Cent-unième département français ?
Cette île de l’archipel des Comores, dévastée par le cyclone Chido le 14 décembre, est « française » au terme d’un coup de force, bien à l’image de la domination coloniale.
- Actualité internationale, Mayotte

L’archipel des Comores, dans l’océan Indien, est composé de plusieurs îles : Grande Comore, Anjouan, Mohéli, Mayotte et quelques îlots. O n y trouve des traces humaines dès le huitième siècle. Des populations venues d’Afrique, puis d’Asie ont donné naissance au peuple des Comores. Avec ces vagues d’implantation, c’est l’islam qui devient la religion dominante.
De nombreux sultanats et royaumes se sont succédé, régnant sur certaines îles ou l’archipel tout entier, puis au XVIIIe siècle, le colonialisme impose sa mainmise. Le comorien est la langue commune aux populations de l’ensemble de l’archipel.
En 1974, pour donner suite aux décisions de décolonisation de l’Onu, la France se voit contrainte d’organiser un référendum d’indépendance. Le résultat est sans appel : 93 % de la population de l’archipel se déclare en faveur de l’indépendance. Le gouvernement français de l’époque décide alors de ne pas tenir compte du résultat de l’archipel mais décide de les considérer île par île. Et comme à Mayotte, 63 % se sont prononcés pour le maintien en France, le gouvernement colonial décide que ce territoire demeure français. Les partis comoriens dénoncent cette violation du droit, ainsi que l’Onu.
L’intérêt de la France réside essentiellement dans le maintien de son domaine maritime qui en surface est le deuxième au monde après les Etats-Unis. Mayotte devient ainsi une base française dans l’océan Indien. Or le résultat à Mayotte s’explique par la composition particulière de l’île où il y a un nombre significatif de colons français et de Mahorais dépendant des institutions françaises, et par une intense campagne de propagande vantant les mérites de la République française (Sécurité sociale, fonction publique, etc.).
Mais la réalité est autre. Il n’est pas question du cent-unième département français, mais des restes de la domination coloniale.
Avant même le cyclone, la situation était catastrophique : 60 % de la population est au chômage, il n’existe qu’une seule station d’épuration d’eau qui fonctionne à moitié. Répétons-le, le problème de l’eau sur l’île était central avant même le cyclone. La plupart des Mahorais n’ont pas accès à l’eau courante.
L’hôpital est sous-équipé et ne peut faire face aux besoins de la population.
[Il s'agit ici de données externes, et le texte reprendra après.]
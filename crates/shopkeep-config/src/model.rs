// SPDX-FileCopyrightText: 2026 Shopkeep Contributors
// SPDX-License-Identifier: MIT OR Apache-2.0

//! Configuration model structs for the Shopkeep consistency engine.
//!
//! All structs use `#[serde(deny_unknown_fields)]` to reject unrecognized
//! config keys at startup, providing actionable error messages.

use std::time::Duration;

use serde::{Deserialize, Serialize};
use shopkeep_core::IsolationLevel;

/// Top-level Shopkeep configuration.
///
/// Loaded from TOML files following XDG hierarchy, with environment variable overrides.
/// All sections are optional and default to sensible values.
#[derive(Debug, Clone, Default, Deserialize, Serialize)]
#[serde(deny_unknown_fields)]
pub struct ShopkeepConfig {
    /// Process identity and logging.
    #[serde(default)]
    pub service: ServiceConfig,

    /// SQLite storage settings.
    #[serde(default)]
    pub storage: StorageConfig,

    /// Default transaction executor options.
    #[serde(default)]
    pub executor: ExecutorConfig,

    /// Recovery queue and worker settings.
    #[serde(default)]
    pub recovery: RecoveryConfig,
}

/// Process identity and logging configuration.
#[derive(Debug, Clone, Deserialize, Serialize)]
#[serde(deny_unknown_fields)]
pub struct ServiceConfig {
    /// Display name used in log lines.
    #[serde(default = "default_service_name")]
    pub name: String,

    /// Logging level (trace, debug, info, warn, error).
    #[serde(default = "default_log_level")]
    pub log_level: String,
}

impl Default for ServiceConfig {
    fn default() -> Self {
        Self {
            name: default_service_name(),
            log_level: default_log_level(),
        }
    }
}

fn default_service_name() -> String {
    "shopkeep".to_string()
}

fn default_log_level() -> String {
    "info".to_string()
}

/// Storage backend configuration.
#[derive(Debug, Clone, Deserialize, Serialize)]
#[serde(deny_unknown_fields)]
pub struct StorageConfig {
    /// Path to the SQLite database file.
    #[serde(default = "default_database_path")]
    pub database_path: String,

    /// Enable WAL (Write-Ahead Logging) mode for SQLite.
    #[serde(default = "default_wal_mode")]
    pub wal_mode: bool,

    /// How long a connection waits on a locked database before failing.
    #[serde(default = "default_busy_timeout_ms")]
    pub busy_timeout_ms: u64,

    /// Polling interval for blocking list pops when no local push wakes the waiter.
    #[serde(default = "default_poll_interval_ms")]
    pub poll_interval_ms: u64,
}

impl Default for StorageConfig {
    fn default() -> Self {
        Self {
            database_path: default_database_path(),
            wal_mode: default_wal_mode(),
            busy_timeout_ms: default_busy_timeout_ms(),
            poll_interval_ms: default_poll_interval_ms(),
        }
    }
}

impl StorageConfig {
    pub fn busy_timeout(&self) -> Duration {
        Duration::from_millis(self.busy_timeout_ms)
    }

    pub fn poll_interval(&self) -> Duration {
        Duration::from_millis(self.poll_interval_ms)
    }
}

fn default_database_path() -> String {
    dirs::data_dir()
        .map(|p| p.join("shopkeep").join("shopkeep.db"))
        .unwrap_or_else(|| std::path::PathBuf::from("shopkeep.db"))
        .to_string_lossy()
        .to_string()
}

fn default_wal_mode() -> bool {
    true
}

fn default_busy_timeout_ms() -> u64 {
    5_000
}

fn default_poll_interval_ms() -> u64 {
    100
}

/// Default options for the transaction executor.
#[derive(Debug, Clone, Deserialize, Serialize)]
#[serde(deny_unknown_fields)]
pub struct ExecutorConfig {
    /// Deadline for a whole `execute` call, retries included.
    #[serde(default = "default_timeout_ms")]
    pub timeout_ms: u64,

    /// Retries after the first attempt.
    #[serde(default = "default_retry_count")]
    pub retry_count: u32,

    /// Pause between attempts.
    #[serde(default = "default_retry_interval_ms")]
    pub retry_interval_ms: u64,

    /// Isolation level requested for each transaction.
    #[serde(default)]
    pub isolation: IsolationLevel,

    /// Emit per-attempt log events.
    #[serde(default = "default_true")]
    pub log_enabled: bool,
}

impl Default for ExecutorConfig {
    fn default() -> Self {
        Self {
            timeout_ms: default_timeout_ms(),
            retry_count: default_retry_count(),
            retry_interval_ms: default_retry_interval_ms(),
            isolation: IsolationLevel::default(),
            log_enabled: true,
        }
    }
}

impl ExecutorConfig {
    pub fn timeout(&self) -> Duration {
        Duration::from_millis(self.timeout_ms)
    }

    pub fn retry_interval(&self) -> Duration {
        Duration::from_millis(self.retry_interval_ms)
    }
}

fn default_timeout_ms() -> u64 {
    30_000
}

fn default_retry_count() -> u32 {
    3
}

fn default_retry_interval_ms() -> u64 {
    1_000
}

fn default_true() -> bool {
    true
}

/// Recovery queue and worker configuration.
#[derive(Debug, Clone, Deserialize, Serialize)]
#[serde(deny_unknown_fields)]
pub struct RecoveryConfig {
    /// Key of the durable list that carries task ids.
    #[serde(default = "default_queue_key")]
    pub queue_key: String,

    /// Prefix of the keys task records are stored under.
    #[serde(default = "default_key_prefix")]
    pub key_prefix: String,

    /// `max_retries` used when a caller does not pick one.
    #[serde(default = "default_max_retries")]
    pub default_max_retries: u32,

    /// Upper bound accepted for `max_retries` at task creation.
    #[serde(default = "default_max_retries_limit")]
    pub max_retries_limit: u32,

    /// Bounded wait of each blocking dequeue, so workers notice shutdown.
    #[serde(default = "default_dequeue_timeout_ms")]
    pub dequeue_timeout_ms: u64,

    /// Longest a worker sleeps after re-enqueueing a task that is not yet due.
    #[serde(default = "default_not_due_delay_ms")]
    pub not_due_delay_ms: u64,

    /// Backoff unit: the n-th retry waits `unit * n^2`.
    #[serde(default = "default_backoff_unit_secs")]
    pub backoff_unit_secs: u64,

    /// Cap on a single backoff delay.
    #[serde(default = "default_backoff_max_secs")]
    pub backoff_max_secs: u64,

    /// Store-level retention of task records.
    #[serde(default = "default_task_ttl_secs")]
    pub task_ttl_secs: u64,

    /// Number of concurrent worker loops.
    #[serde(default = "default_workers")]
    pub workers: usize,
}

impl Default for RecoveryConfig {
    fn default() -> Self {
        Self {
            queue_key: default_queue_key(),
            key_prefix: default_key_prefix(),
            default_max_retries: default_max_retries(),
            max_retries_limit: default_max_retries_limit(),
            dequeue_timeout_ms: default_dequeue_timeout_ms(),
            not_due_delay_ms: default_not_due_delay_ms(),
            backoff_unit_secs: default_backoff_unit_secs(),
            backoff_max_secs: default_backoff_max_secs(),
            task_ttl_secs: default_task_ttl_secs(),
            workers: default_workers(),
        }
    }
}

impl RecoveryConfig {
    pub fn dequeue_timeout(&self) -> Duration {
        Duration::from_millis(self.dequeue_timeout_ms)
    }

    pub fn not_due_delay(&self) -> Duration {
        Duration::from_millis(self.not_due_delay_ms)
    }

    pub fn task_ttl(&self) -> Duration {
        Duration::from_secs(self.task_ttl_secs)
    }
}

fn default_queue_key() -> String {
    "recovery:queue".to_string()
}

fn default_key_prefix() -> String {
    "recovery:task:".to_string()
}

fn default_max_retries() -> u32 {
    3
}

fn default_max_retries_limit() -> u32 {
    50
}

fn default_dequeue_timeout_ms() -> u64 {
    5_000
}

fn default_not_due_delay_ms() -> u64 {
    1_000
}

fn default_backoff_unit_secs() -> u64 {
    60
}

fn default_backoff_max_secs() -> u64 {
    6 * 60 * 60
}

fn default_task_ttl_secs() -> u64 {
    7 * 24 * 60 * 60
}

fn default_workers() -> usize {
    1
}
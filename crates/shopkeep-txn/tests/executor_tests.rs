// SPDX-FileCopyrightText: 2026 Shopkeep Contributors
// SPDX-License-Identifier: MIT OR Apache-2.0

//! Integration tests for the transaction and savepoint executors.

use std::sync::atomic::{AtomicU32, Ordering};
use std::sync::{Arc, Mutex};
use std::time::Duration;

use serde_json::json;
use shopkeep_core::{IsolationLevel, ShopkeepError, TransactionalStore};
use shopkeep_test_utils::MockStore;
use shopkeep_txn::{Compensation, TransactionExecutor, TransactionOptions};

fn ok() -> Result<(), ShopkeepError> {
    Ok(())
}

fn fail(message: &str) -> Result<(), ShopkeepError> {
    Err(ShopkeepError::execution(message))
}

fn setup() -> (MockStore, TransactionExecutor) {
    let store = MockStore::new();
    let executor = TransactionExecutor::new(Arc::new(store.clone()));
    (store, executor)
}

fn quick_options() -> TransactionOptions {
    TransactionOptions::default().with_retry_interval(Duration::from_millis(100))
}

fn recording(name: &'static str, log: &Arc<Mutex<Vec<&'static str>>>) -> Compensation {
    let log = Arc::clone(log);
    Compensation::new(name, move || {
        let log = Arc::clone(&log);
        async move {
            log.lock().unwrap().push(name);
            Ok(())
        }
    })
}

#[tokio::test(start_paused = true)]
async fn succeeding_work_commits_on_first_attempt() {
    let (store, executor) = setup();

    let result = executor
        .execute(
            |txn| {
                Box::pin(async move {
                    txn.put("orders", "o-1", json!({"status": "pending"})).await
                })
            },
            &TransactionOptions::default(),
        )
        .await;

    assert!(result.success);
    assert!(result.error.is_none());
    assert_eq!(result.attempts, 1);
    assert!(!result.compensation_executed);
    assert_eq!(store.commits(), 1);
    assert_eq!(store.rollbacks(), 0);
    assert_eq!(
        store.document("orders", "o-1"),
        Some(json!({"status": "pending"}))
    );
}

#[tokio::test(start_paused = true)]
async fn work_failing_twice_succeeds_on_third_attempt() {
    let (store, executor) = setup();
    let calls = AtomicU32::new(0);

    let result = executor
        .execute(
            |txn| {
                let n = calls.fetch_add(1, Ordering::SeqCst) + 1;
                Box::pin(async move {
                    txn.put("payments", "p-1", json!({"attempt": n})).await?;
                    if n < 3 { fail("gateway busy") } else { ok() }
                })
            },
            &TransactionOptions::default(),
        )
        .await;

    assert!(result.success);
    assert_eq!(result.attempts, 3);
    assert_eq!(calls.load(Ordering::SeqCst), 3);
    assert_eq!(store.begins(), 3);
    assert_eq!(store.rollbacks(), 2);
    assert_eq!(store.commits(), 1);
    assert_eq!(store.document("payments", "p-1"), Some(json!({"attempt": 3})));
}

#[tokio::test(start_paused = true)]
async fn exhausted_retries_run_compensations_in_order() {
    let (store, executor) = setup();
    let calls = AtomicU32::new(0);
    let log = Arc::new(Mutex::new(Vec::new()));
    let options = quick_options()
        .with_retry_count(2)
        .with_compensation(recording("release_inventory", &log))
        .with_compensation(recording("void_payment", &log));

    let result = executor
        .execute(
            |txn| {
                calls.fetch_add(1, Ordering::SeqCst);
                Box::pin(async move {
                    txn.put("orders", "o-2", json!({"status": "paid"})).await?;
                    fail("card declined")
                })
            },
            &options,
        )
        .await;

    assert!(!result.success);
    assert_eq!(result.attempts, 3);
    assert_eq!(calls.load(Ordering::SeqCst), 3);
    assert!(result.compensation_executed);
    assert_eq!(*log.lock().unwrap(), ["release_inventory", "void_payment"]);
    assert_eq!(result.compensations.len(), 2);
    assert_eq!(result.failed_compensations().count(), 0);
    assert!(matches!(result.error, Some(ShopkeepError::Execution(ref m)) if m == "card declined"));
    assert_eq!(store.commits(), 0);
    assert_eq!(store.rollbacks(), 3);
    assert_eq!(store.document("orders", "o-2"), None);
}

#[tokio::test(start_paused = true)]
async fn timeout_stops_work_and_compensates_without_commit() {
    let (store, executor) = setup();
    let calls = AtomicU32::new(0);
    let log = Arc::new(Mutex::new(Vec::new()));
    let options = TransactionOptions::default()
        .with_timeout(Duration::from_millis(10))
        .with_compensation(recording("cancel_shipment", &log));

    let result = executor
        .execute(
            |txn| {
                calls.fetch_add(1, Ordering::SeqCst);
                Box::pin(async move {
                    tokio::time::sleep(Duration::from_millis(50)).await;
                    txn.put("orders", "o-3", json!({"status": "shipped"})).await
                })
            },
            &options,
        )
        .await;

    assert!(!result.success);
    assert!(result.timed_out());
    assert!(result.compensation_executed);
    assert_eq!(result.attempts, 1);
    assert_eq!(calls.load(Ordering::SeqCst), 1);
    assert_eq!(*log.lock().unwrap(), ["cancel_shipment"]);
    assert_eq!(store.commits(), 0);
    assert_eq!(store.rollbacks(), 1);
    assert_eq!(store.open_transactions(), 0);
    assert!(result.duration < Duration::from_millis(50));
}

#[tokio::test(start_paused = true)]
async fn deadline_during_retry_wait_ends_with_timeout() {
    let (store, executor) = setup();
    let calls = AtomicU32::new(0);
    let options = TransactionOptions::default()
        .with_timeout(Duration::from_millis(1500))
        .with_retry_interval(Duration::from_secs(1))
        .with_retry_count(5);

    let result = executor
        .execute(
            |_txn| {
                calls.fetch_add(1, Ordering::SeqCst);
                Box::pin(async move { fail("still locked") })
            },
            &options,
        )
        .await;

    assert!(!result.success);
    assert!(result.timed_out());
    assert_eq!(result.attempts, 2);
    assert_eq!(calls.load(Ordering::SeqCst), 2);
    assert_eq!(store.commits(), 0);
}

#[tokio::test(start_paused = true)]
async fn panicking_work_is_contained_and_retried() {
    let (store, executor) = setup();
    let calls = AtomicU32::new(0);

    let result = executor
        .execute(
            |txn| {
                let n = calls.fetch_add(1, Ordering::SeqCst) + 1;
                Box::pin(async move {
                    if n == 1 {
                        panic!("index out of range");
                    }
                    txn.put("refunds", "r-1", json!({"status": "requested"})).await
                })
            },
            &quick_options(),
        )
        .await;

    assert!(result.success);
    assert_eq!(result.attempts, 2);
    assert_eq!(store.rollbacks(), 1);
    assert_eq!(store.commits(), 1);
}

#[tokio::test(start_paused = true)]
async fn panic_on_every_attempt_reports_panicked() {
    let (store, executor) = setup();

    let result = executor
        .execute(
            |_txn| {
                let explode = true;
                if explode {
                    panic!("constructor blew up");
                }
                Box::pin(async move { ok() })
            },
            &quick_options().with_retry_count(1),
        )
        .await;

    assert!(!result.success);
    assert_eq!(result.attempts, 2);
    assert!(
        matches!(result.error, Some(ShopkeepError::Panicked(ref m)) if m.contains("constructor blew up"))
    );
    assert_eq!(store.rollbacks(), 2);
    assert_eq!(store.open_transactions(), 0);
}

#[tokio::test(start_paused = true)]
async fn commit_and_begin_failures_count_as_attempts() {
    let (store, executor) = setup();
    store.fail_next_begins(1);
    store.fail_next_commits(1);

    let result = executor
        .execute(
            |txn| Box::pin(async move { txn.put("orders", "o-4", json!({})).await }),
            &quick_options(),
        )
        .await;

    assert!(result.success);
    assert_eq!(result.attempts, 3);
    assert_eq!(store.begins(), 2);
    assert_eq!(store.commits(), 1);
}

#[tokio::test(start_paused = true)]
async fn isolation_level_is_passed_to_store() {
    let (store, executor) = setup();
    let options = quick_options().with_isolation(IsolationLevel::Serializable);

    let result = executor
        .execute(|_txn| Box::pin(async move { ok() }), &options)
        .await;

    assert!(result.success);
    assert_eq!(store.isolation_levels(), vec![IsolationLevel::Serializable]);
}

#[tokio::test(start_paused = true)]
async fn failed_savepoint_keeps_prior_work_and_sibling_succeeds() {
    let (store, executor) = setup();
    let options = quick_options().with_retry_count(1);

    let mut txn = store.begin(IsolationLevel::ReadCommitted).await.unwrap();
    txn.put("orders", "o-5", json!({"status": "pending"}))
        .await
        .unwrap();

    let charge = executor
        .execute_in_savepoint(
            txn.as_mut(),
            |txn| {
                Box::pin(async move {
                    txn.put("payments", "p-5", json!({"status": "charged"}))
                        .await?;
                    fail("insufficient funds")
                })
            },
            "charge_payment",
            &options,
        )
        .await;
    assert!(!charge.success);
    assert_eq!(charge.attempts, 2);
    assert!(charge.compensation_executed);

    let reserve = executor
        .execute_in_savepoint(
            txn.as_mut(),
            |txn| {
                Box::pin(async move {
                    txn.put("products", "sku-1", json!({"stock": 4})).await
                })
            },
            "reserve_inventory",
            &options,
        )
        .await;
    assert!(reserve.success);
    assert_eq!(reserve.attempts, 1);

    txn.commit().await.unwrap();

    assert_eq!(
        store.document("orders", "o-5"),
        Some(json!({"status": "pending"}))
    );
    assert_eq!(store.document("payments", "p-5"), None);
    assert_eq!(store.document("products", "sku-1"), Some(json!({"stock": 4})));
    assert_eq!(store.begins(), 1);
    assert_eq!(store.commits(), 1);
}

#[tokio::test(start_paused = true)]
async fn execute_with_savepoint_retries_within_one_transaction() {
    let (store, executor) = setup();
    let calls = AtomicU32::new(0);

    let result = executor
        .execute_with_savepoint(
            |txn| {
                let n = calls.fetch_add(1, Ordering::SeqCst) + 1;
                Box::pin(async move {
                    txn.put("inventory_holds", &format!("h-{n}"), json!({"qty": 1}))
                        .await?;
                    if n < 2 { fail("lock contention") } else { ok() }
                })
            },
            "hold_stock",
            &quick_options(),
        )
        .await;

    assert!(result.success);
    assert_eq!(result.attempts, 2);
    assert_eq!(store.begins(), 1);
    assert_eq!(store.commits(), 1);
    assert_eq!(store.savepoint_rollbacks(), 1);
    assert_eq!(store.document("inventory_holds", "h-1"), None);
    assert!(store.document("inventory_holds", "h-2").is_some());
}

#[tokio::test(start_paused = true)]
async fn execute_with_savepoint_failure_rolls_back_and_compensates() {
    let (store, executor) = setup();
    let log = Arc::new(Mutex::new(Vec::new()));
    let options = quick_options()
        .with_retry_count(0)
        .with_compensation(recording("notify_customer", &log));

    let result = executor
        .execute_with_savepoint(
            |txn| {
                Box::pin(async move {
                    txn.put("refunds", "r-9", json!({"status": "processing"}))
                        .await?;
                    fail("processor offline")
                })
            },
            "issue_refund",
            &options,
        )
        .await;

    assert!(!result.success);
    assert!(result.compensation_executed);
    assert_eq!(*log.lock().unwrap(), ["notify_customer"]);
    assert_eq!(store.commits(), 0);
    assert_eq!(store.rollbacks(), 1);
    assert_eq!(store.document("refunds", "r-9"), None);
}

#[tokio::test]
async fn invalid_savepoint_name_fails_before_touching_store() {
    let (store, executor) = setup();
    let log = Arc::new(Mutex::new(Vec::new()));
    let options = quick_options().with_compensation(recording("never", &log));

    let result = executor
        .execute_with_savepoint(
            |_txn| Box::pin(async move { ok() }),
            "bad name; --",
            &options,
        )
        .await;

    assert!(!result.success);
    assert_eq!(result.attempts, 0);
    assert!(!result.compensation_executed);
    assert!(matches!(result.error, Some(ShopkeepError::InvalidArgument(_))));
    assert!(log.lock().unwrap().is_empty());
    assert_eq!(store.begins(), 0);
}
Faute d’enseignants et de locaux, les enfants mahorais ne vont qu’une demi-journée à l’école, en rotation. La pauvreté, les maladies, la précarité sont généralisées. Les deux-tiers de la population vivent dans un habitat de fortune. Contrairement à ce qu’affirment les responsables politiques et les médias, dans les bidonvilles on trouve un tiers de Mahorais qui ont la nationalité française, un tiers de Mahorais immigrés « légaux » et un tiers d’immigrés « illégaux ».
En voyage sur place, le ministre Bruno Retailleau a indiqué qu’on ne pourrait régler le problème de l’insalubrité du logement sans régler le problème migratoire. De quel problème migratoire est-il question ? Mayotte est une île de l’archipel des Comores, les autres habitants de l’archipel sont donc chez eux à Mayotte. Ils y ont souvent de la famille, des amis, ils parlent la même langue, ont la même religion, les mêmes références culturelles, parce qu’il n’y a qu’un seul peuple sur tout l’archipel. Et comme toujours, le colonialisme cherche à diviser les peuples, à dénoncer les « migrants » pour les rendre responsables des violences et de l’insécurité.
Mais la violence et l’insécurité viennent de la pauvreté, de la précarité et de l’absence d’avenir pour la jeunesse. Il y a 1 500 policiers et gendarmes postés en permanence à Mayotte, et un régiment de la légion étrangère. Cela rappelle le cas d’autres territoires, d’autres pays qui malgré tout finirent par s’émanciper du colonialisme français.
Solidarité totale avec les Mahorais ! Aucune illusion sur les « bienfaits » du colonialisme, totalement responsable des conséquences catastrophiques du cyclone.